Without question, civil marriage enhances the "welfare of the community." It is a "social institution of the highest importance." . . . Civil marriage anchors an ordered society by encouraging stable relationships over transient ones. It is central to the way the Commonwealth identifies individuals, provides for the orderly distribution of property, ensures that children and adults are cared for and supported whenever possible from private rather than public funds, and tracks important epidemiological and demographic data.

Goodridge v. Department of Public Health (2003)

From the beginning, same-sex marriage was deemed one of the key "wedge" issues of the 2004 presidential election. One of the questions circulating beneath the issue was, why now? Conservatives, pointing their fingers at gay and lesbian rights activists, claimed that they had forced the issue through legal victories achieved in Massachusetts and Vermont with the assistance of "activist judges," who had had the audacity to suggest that basing marriage rights on the participants' gender was discrimination. Liberals, when they had the courage to point back, argued that conservative and right-wing political organizations had made marriage a wedge issue for over a decade, particularly with their emphasis on "family values," welfare reform, and tax benefits. One could also point toward the proliferation of "gay" cultural productions, from Queer Eye for the Straight Guy to The L Word; the world of entertainment has turned, according to a recent MTV news special, "totally gay." But rather than propose that there is something new about the battle over gay rights and belonging in the United States, and that this newness is due to a group's marketing strategy, I ask that we consider same-sex [End Page 171] marriage in the light of current struggles over citizenship in the United States. At a time when terrorism looms within and beyond the U.S. nation-state's borders, maintaining and policing the racial, gender, and sexual configuration of the U.S. citizenry become central. As a site of citizenship production, the institution of marriage is critical to the formation of a properly gendered, properly racialized, properly heterosexual America. Rather than concern ourselves with whether or not gays should have the right to marry, then, we might consider instead how exactly we want GLBT people and queer others to align themselves with citizenship.

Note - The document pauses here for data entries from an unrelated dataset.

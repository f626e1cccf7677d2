//! Project traversal
//!
//! Enumerates candidate files under a project root: hidden entries and the
//! default ignore list are pruned, exclude patterns prune whole directories,
//! include patterns filter files. Candidates come back sorted by their
//! `/`-separated relative path.
//!
//! Glob semantics: `*` and `?` never cross `/`, `**` crosses any number of
//! directories, and a pattern without `/` is also tried against every single
//! path component (`*.rs` matches `src/a.rs`, `vendor` matches `a/vendor/b.rs`).

use crate::error::{FatalError, IndexError};
use crate::provider::IndexOptions;
use crate::source::relative_path;
use globset::{GlobBuilder, GlobSet, GlobSetBuilder};
use std::path::{Path, PathBuf};
use walkdir::{DirEntry, WalkDir};

/// Names never worth indexing
pub const DEFAULT_EXCLUDES: &[&str] = &[
    ".git",
    "node_modules",
    "__pycache__",
    "target",
    ".DS_Store",
    "*.pyc",
];

/// Compiled include or exclude patterns
#[derive(Debug, Clone)]
pub struct PathMatcher {
    /// Patterns containing `/`, matched against the whole relative path
    paths: GlobSet,
    /// Patterns without `/`, matched against the path and each component
    components: GlobSet,
    empty: bool,
}

impl PathMatcher {
    /// Compile patterns; the first invalid one is a fatal error
    pub fn new<S: AsRef<str>>(patterns: &[S]) -> Result<Self, FatalError> {
        let mut paths = GlobSetBuilder::new();
        let mut components = GlobSetBuilder::new();
        let mut empty = true;

        for raw in patterns {
            let raw = raw.as_ref();
            let pattern = normalize_pattern(raw);
            if pattern.is_empty() {
                continue;
            }
            let glob = GlobBuilder::new(pattern)
                .literal_separator(true)
                .build()
                .map_err(|e| invalid_pattern(raw, e))?;
            if pattern.contains('/') {
                paths.add(glob);
            } else {
                components.add(glob);
            }
            empty = false;
        }

        Ok(Self {
            paths: paths.build().map_err(|e| invalid_pattern("<set>", e))?,
            components: components.build().map_err(|e| invalid_pattern("<set>", e))?,
            empty,
        })
    }

    /// No patterns were given
    pub fn is_empty(&self) -> bool {
        self.empty
    }

    /// Check a `/`-separated relative path
    pub fn is_match(&self, relative: &str) -> bool {
        if self.empty {
            return false;
        }
        self.paths.is_match(relative)
            || self.components.is_match(relative)
            || relative.split('/').any(|c| self.components.is_match(c))
    }
}

fn normalize_pattern(pattern: &str) -> &str {
    let pattern = pattern.trim();
    let pattern = pattern.strip_prefix("./").unwrap_or(pattern);
    pattern.trim_end_matches('/')
}

fn invalid_pattern(pattern: &str, err: globset::Error) -> FatalError {
    FatalError::InvalidPattern {
        pattern: pattern.to_string(),
        message: err.kind().to_string(),
    }
}

/// A file selected for indexing
#[derive(Debug, Clone, PartialEq, Eq)]
pub struct Candidate {
    /// Absolute (or root-joined) path for reading
    pub path: PathBuf,
    /// Project-relative path with `/` separators
    pub relative: String,
}

/// Check that `root` is an existing, readable directory
pub fn check_root(root: &Path) -> Result<(), FatalError> {
    let path = root.to_string_lossy().to_string();
    if !root.exists() {
        return Err(FatalError::RootNotFound { path });
    }
    if !root.is_dir() {
        return Err(FatalError::RootNotDirectory { path });
    }
    std::fs::read_dir(root).map_err(|e| FatalError::RootUnreadable {
        path,
        message: e.to_string(),
    })?;
    Ok(())
}

/// Walker over one project root
pub struct ProjectWalker {
    root: PathBuf,
    include: PathMatcher,
    exclude: PathMatcher,
    defaults: PathMatcher,
    follow_symlinks: bool,
}

impl ProjectWalker {
    /// Create a walker for `root` with the patterns and symlink policy of `options`
    pub fn new(root: &Path, options: &IndexOptions) -> Result<Self, FatalError> {
        Ok(Self {
            root: root.to_path_buf(),
            include: PathMatcher::new(&options.include_patterns)?,
            exclude: PathMatcher::new(&options.exclude_patterns)?,
            defaults: PathMatcher::new(DEFAULT_EXCLUDES)?,
            follow_symlinks: options.follow_symlinks,
        })
    }

    /// Enumerate candidate files, sorted by relative path
    ///
    /// Errors below the root (permission denied, symlink loops) are returned
    /// alongside the candidates rather than aborting the walk.
    pub fn walk(&self) -> (Vec<Candidate>, Vec<IndexError>) {
        let mut candidates = Vec::new();
        let mut errors = Vec::new();

        let entries = WalkDir::new(&self.root)
            .follow_links(self.follow_symlinks)
            .sort_by_file_name()
            .into_iter()
            .filter_entry(|entry| entry.depth() == 0 || !self.is_pruned(entry));

        for entry in entries {
            let entry = match entry {
                Ok(entry) => entry,
                Err(err) => {
                    let path = err
                        .path()
                        .map(|p| relative_path(&self.root, p))
                        .unwrap_or_default();
                    tracing::warn!(path = %path, error = %err, "walk error");
                    errors.push(IndexError::fatal(path, err.to_string()));
                    continue;
                }
            };

            // Symlinks that are not followed show up as symlink entries
            if !entry.file_type().is_file() {
                continue;
            }

            let relative = relative_path(&self.root, entry.path());
            if !self.include.is_empty() && !self.include.is_match(&relative) {
                continue;
            }

            candidates.push(Candidate {
                path: entry.path().to_path_buf(),
                relative,
            });
        }

        candidates.sort_by(|a, b| a.relative.cmp(&b.relative));
        (candidates, errors)
    }

    fn is_pruned(&self, entry: &DirEntry) -> bool {
        let name = entry.file_name().to_string_lossy();
        if name.starts_with('.') {
            return true;
        }
        let relative = relative_path(&self.root, entry.path());
        self.defaults.is_match(&relative) || self.exclude.is_match(&relative)
    }
}
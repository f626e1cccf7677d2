//! Source loading for orrery
//!
//! Reading goes through the [`SourceLoader`] trait so indexing can be driven
//! from something other than the local disk (and mocked in tests). This
//! module also owns binary detection, UTF-8 decoding, language detection and
//! the content checksum.

use crate::ir::LanguageId;
use std::io;
use std::path::Path;

#[cfg(test)]
use mockall::automock;

/// Bytes inspected for NUL when sniffing binary content
const BINARY_SNIFF_LEN: usize = 8192;

/// Trait for reading source files
///
/// This trait allows for mocking in tests and alternative implementations
/// (e.g., in-memory or remote sources).
#[cfg_attr(test, automock)]
pub trait SourceLoader: Send + Sync {
    /// Read the raw bytes of a file
    fn read(&self, path: &Path) -> io::Result<Vec<u8>>;
}

/// Loader backed by the local filesystem
#[derive(Debug, Clone, Copy, Default)]
pub struct FsLoader;

impl SourceLoader for FsLoader {
    fn read(&self, path: &Path) -> io::Result<Vec<u8>> {
        std::fs::read(path)
    }
}

/// Outcome of decoding raw file bytes
#[derive(Debug, Clone, PartialEq, Eq)]
pub enum Decoded {
    /// Valid UTF-8
    Clean(String),
    /// Invalid bytes replaced one-for-one; `replaced` counts them
    Lossy { text: String, replaced: usize },
    /// NUL bytes or too many invalid sequences
    Binary,
}

/// Check if content appears to be binary
pub fn is_binary(content: &[u8]) -> bool {
    // Empty is not binary
    if content.is_empty() {
        return false;
    }

    let check_len = content.len().min(BINARY_SNIFF_LEN);
    content[..check_len].contains(&0)
}

/// Placeholder for each byte that is not valid UTF-8
const INVALID_BYTE: char = '?';

/// Decode file bytes
///
/// Invalid UTF-8 is tolerated while invalid bytes stay under 10% of the
/// file. Each invalid byte becomes one ASCII placeholder and line endings are
/// preserved, so decoded byte offsets match the bytes on disk.
pub fn decode(bytes: &[u8]) -> Decoded {
    if is_binary(bytes) {
        return Decoded::Binary;
    }
    if let Ok(text) = std::str::from_utf8(bytes) {
        return Decoded::Clean(text.to_string());
    }

    let mut text = String::with_capacity(bytes.len());
    let mut replaced = 0;
    let mut rest = bytes;
    while !rest.is_empty() {
        match std::str::from_utf8(rest) {
            Ok(valid) => {
                text.push_str(valid);
                break;
            }
            Err(err) => {
                let (valid, after) = rest.split_at(err.valid_up_to());
                // valid_up_to marks a UTF-8 boundary
                text.push_str(std::str::from_utf8(valid).unwrap_or_default());
                let invalid = err.error_len().unwrap_or(after.len());
                text.extend(std::iter::repeat(INVALID_BYTE).take(invalid));
                replaced += invalid;
                rest = &after[invalid..];
            }
        }
    }

    if replaced * 10 < bytes.len() {
        Decoded::Lossy { text, replaced }
    } else {
        Decoded::Binary
    }
}

/// Hex MD5 of the decoded source; the staleness key for caches
pub fn checksum(source: &str) -> String {
    format!("{:x}", md5::compute(source.as_bytes()))
}

/// Detect a file's language from its extension, falling back to a shebang
/// on the first line for extensionless files
pub fn detect_language(path: &Path, head: &[u8]) -> LanguageId {
    if let Some(ext) = path.extension().and_then(|e| e.to_str()) {
        return LanguageId::from_extension(ext);
    }
    if !head.starts_with(b"#!") {
        return LanguageId::Unknown;
    }
    let line_end = head.iter().position(|b| *b == b'\n').unwrap_or(head.len());
    let first_line = String::from_utf8_lossy(&head[..line_end]);
    LanguageId::from_shebang(&first_line)
}

/// Normalize path separators for cross-platform compatibility.
/// - Converts Windows backslashes to forward slashes
/// - Strips Windows UNC prefix `\\?\` if present
pub fn normalize_path(path: &str) -> String {
    let stripped = path
        .strip_prefix(r"\\?\")
        .or_else(|| path.strip_prefix(r"\\.\"))
        .unwrap_or(path);
    stripped.replace('\\', "/")
}

/// `/`-separated path of `path` relative to `root`
pub fn relative_path(root: &Path, path: &Path) -> String {
    let relative = path.strip_prefix(root).unwrap_or(path);
    normalize_path(&relative.to_string_lossy())
}

#[cfg(test)]
mod tests {
    use super::*;

    // =========================================================================
    // Binary Detection Tests
    // =========================================================================

    #[test]
    fn test_is_binary_empty() {
        assert!(!is_binary(&[]));
    }

    #[test]
    fn test_is_binary_with_null() {
        assert!(is_binary(&[0x00, 0x01, 0x02]));
    }

    #[test]
    fn test_is_binary_text() {
        assert!(!is_binary(b"Hello, world!"));
    }

    #[test]
    fn test_is_binary_null_after_sniff_window() {
        let mut content = vec![b'a'; BINARY_SNIFF_LEN + 10];
        content[BINARY_SNIFF_LEN + 5] = 0;
        assert!(!is_binary(&content));
    }

    // =========================================================================
    // Decoding Tests
    // =========================================================================

    #[test]
    fn test_decode_clean_keeps_crlf() {
        assert_eq!(decode(b"a\r\nb"), Decoded::Clean("a\r\nb".to_string()));
    }

    #[test]
    fn test_decode_lossy_under_threshold() {
        let mut bytes = b"function ok() { return 1; }".to_vec();
        bytes.push(0xFF);
        match decode(&bytes) {
            Decoded::Lossy { text, replaced } => {
                assert_eq!(replaced, 1);
                assert!(text.ends_with("}?"));
                assert_eq!(text.len(), bytes.len());
            }
            other => panic!("expected lossy decode, got {:?}", other),
        }
    }

    #[test]
    fn test_decode_lossy_keeps_byte_offsets() {
        let bytes = b"x = 'caf\xE9'\ndef f():\n    pass\n\xF0\x9F";
        match decode(bytes) {
            Decoded::Lossy { text, replaced } => {
                assert_eq!(replaced, 3);
                assert_eq!(text.len(), bytes.len());
                assert_eq!(text.find("def"), Some(11));
                assert!(text.ends_with("pass\n??"));
            }
            other => panic!("expected lossy decode, got {:?}", other),
        }
    }

    #[test]
    fn test_decode_mostly_invalid_is_binary() {
        assert_eq!(decode(&[0xFF, 0xFE, 0xFD, b'a']), Decoded::Binary);
    }

    #[test]
    fn test_decode_nul_is_binary() {
        assert_eq!(decode(b"abc\0def"), Decoded::Binary);
    }

    // =========================================================================
    // Language Detection Tests
    // =========================================================================

    #[test]
    fn test_detect_by_extension() {
        assert_eq!(detect_language(Path::new("src/main.rs"), b""), LanguageId::Rust);
        assert_eq!(detect_language(Path::new("app.tsx"), b""), LanguageId::Tsx);
        assert_eq!(detect_language(Path::new("data.json"), b""), LanguageId::Json);
    }

    #[test]
    fn test_detect_by_shebang() {
        assert_eq!(
            detect_language(Path::new("bin/tool"), b"#!/usr/bin/env python3\nprint(1)\n"),
            LanguageId::Python
        );
        assert_eq!(
            detect_language(Path::new("bin/serve"), b"#!/usr/bin/env node\n"),
            LanguageId::JavaScript
        );
        assert_eq!(detect_language(Path::new("README"), b"hello"), LanguageId::Unknown);
    }

    #[test]
    fn test_extension_wins_over_shebang() {
        assert_eq!(
            detect_language(Path::new("script.rb"), b"#!/usr/bin/env python\n"),
            LanguageId::Ruby
        );
    }

    // =========================================================================
    // Path and Checksum Tests
    // =========================================================================

    #[test]
    fn test_normalize_path() {
        assert_eq!(normalize_path(r"src\lib.rs"), "src/lib.rs");
        assert_eq!(normalize_path(r"\\?\C:\proj\a.rs"), "C:/proj/a.rs");
        assert_eq!(normalize_path("src/lib.rs"), "src/lib.rs");
    }

    #[test]
    fn test_relative_path() {
        assert_eq!(
            relative_path(Path::new("/proj"), Path::new("/proj/src/a.rs")),
            "src/a.rs"
        );
    }

    #[test]
    fn test_checksum_is_stable_hex() {
        let a = checksum("fn main() {}");
        assert_eq!(a.len(), 32);
        assert_eq!(a, checksum("fn main() {}"));
        assert_ne!(a, checksum("fn main() { }"));
    }

    #[test]
    fn test_mock_loader() {
        let mut loader = MockSourceLoader::new();
        loader
            .expect_read()
            .returning(|_| Err(io::Error::new(io::ErrorKind::PermissionDenied, "denied")));
        let err = loader.read(Path::new("a.rs")).unwrap_err();
        assert_eq!(err.kind(), io::ErrorKind::PermissionDenied);
    }
}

M. Jacqui Alexander argues that citizenship is predicated on the demarcation of homosexual bodies as outside the bounds of citizenship.1 Through legislation that criminalizes sexualities located outside the purview of the heterosexual, monogamous family, the state has constructed heterosexuality as a prerequisite to citizenship and as the unspoken norm of membership and national belonging. As many queer theorists have shown, numerous regimes, practices, and ideologies not only presume heterosexuality but organize society around this presumption, rendering it the norm and implicitly designating all other sexual and familial practices "deviant."2 Gays, homosexuals, and queers are certainly not the only "deviants," and gay rights do not take place in a vacuum; they are inextricably linked to negotiations over "terrorism," immigration, welfare reform, and abortion rights, to name a few. A properly angled queer lens, then, analyzes how heteronormativity functions through the production and taxonomy of racialized, gendered, sexualized, and classed behaviors and practices.

In this essay I first argue that the same-sex-marriage debate is one of the primary sites on which anxieties over America's citizenry and sexual, gender, and racial boundaries play out. Thus the proper context for this debate is not only gay rights but the history of marriage law and U.S. citizenship. I then ask that we reconsider the campaign for same-sex marriage and related appeals to the state in a way that takes queer-theoretical critiques more seriously. While it is no surprise that mainstream discussions of same-sex marriage often elide queer theorists' critiques both of same-sex marriage and of appeals to the state, I suggest that most scholarship continues to misconstrue queer theory. Most often the struggle between gay rights advocates and queer theorists is described as a disagreement over the uses (and pitfalls) of identity politics, but on closer examination the battle between these...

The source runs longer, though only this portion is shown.